This post is not about my new dog, Jack.
Sometimes, when I am on my way over to see my mother, my stomach feels queasy with anxiety because I start playing the worry tape in my brain: How long can this go on? What if the caregivers quit? What will it be like later on when she can’t walk, can’t talk? What if her money runs out?
Then I speak to myself firmly: No. Stop it. Everything is fine right now. We’re luckier than most. Don’t borrow trouble. Take 10 slow breaths. There you go.
But, how long can this go on? What if the caregivers quit?
And so on.
And yet, when I arrive at the house and see my mother, it’s impossible to feel queasy and worried. Most of the time, she is cheerful and excited about every little thing.
The lawn is filled with weeds that happen to be blooming? Mom is thrilled. “Look at those sweet flowers! They weren’t here yesterday! We can grow anything in this soil!”
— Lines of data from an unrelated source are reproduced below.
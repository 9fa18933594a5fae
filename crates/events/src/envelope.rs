use chrono::{DateTime, Utc};
use serde::{Deserialize, Serialize};
use uuid::Uuid;

use crate::Event;

/// Transport wrapper for a published event.
///
/// Metadata (id, type, time) lives here so the payload keeps the exact field
/// set of its wire contract.
#[derive(Debug, Clone, PartialEq, Serialize, Deserialize)]
pub struct EventEnvelope<E> {
    event_id: Uuid,
    event_type: String,
    event_version: u32,
    occurred_at: DateTime<Utc>,
    payload: E,
}

impl<E> EventEnvelope<E> {
    pub fn new(
        event_id: Uuid,
        event_type: impl Into<String>,
        event_version: u32,
        occurred_at: DateTime<Utc>,
        payload: E,
    ) -> Self {
        Self {
            event_id,
            event_type: event_type.into(),
            event_version,
            occurred_at,
            payload,
        }
    }

    pub fn event_id(&self) -> Uuid {
        self.event_id
    }

    /// Topic the payload is routed on.
    pub fn event_type(&self) -> &str {
        &self.event_type
    }

    pub fn event_version(&self) -> u32 {
        self.event_version
    }

    pub fn occurred_at(&self) -> DateTime<Utc> {
        self.occurred_at
    }

    pub fn payload(&self) -> &E {
        &self.payload
    }

    /// Swap the payload, keeping the metadata.
    pub fn map<F, T>(self, f: F) -> EventEnvelope<T>
    where
        F: FnOnce(E) -> T,
    {
        EventEnvelope {
            event_id: self.event_id,
            event_type: self.event_type,
            event_version: self.event_version,
            occurred_at: self.occurred_at,
            payload: f(self.payload),
        }
    }
}

impl<E: Event> EventEnvelope<E> {
    /// Wrap an event with a fresh id and the current time.
    pub fn wrap(event: E) -> Self {
        Self::new(
            Uuid::now_v7(),
            event.event_type(),
            event.version(),
            Utc::now(),
            event,
        )
    }
}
We go to the hardware store to buy a tool? Mom becomes giddy with excitement. “This place has everything! There is nowhere else in town where you can buy this!”
We go to the Tastee Diner for lunch? Her enthusiasm knows no bounds. “This place has the best eggs in town! And they are open all night! You never know who you will see in here!”
She carpes the hell out of every diem.
And I feel happy, because she is happy.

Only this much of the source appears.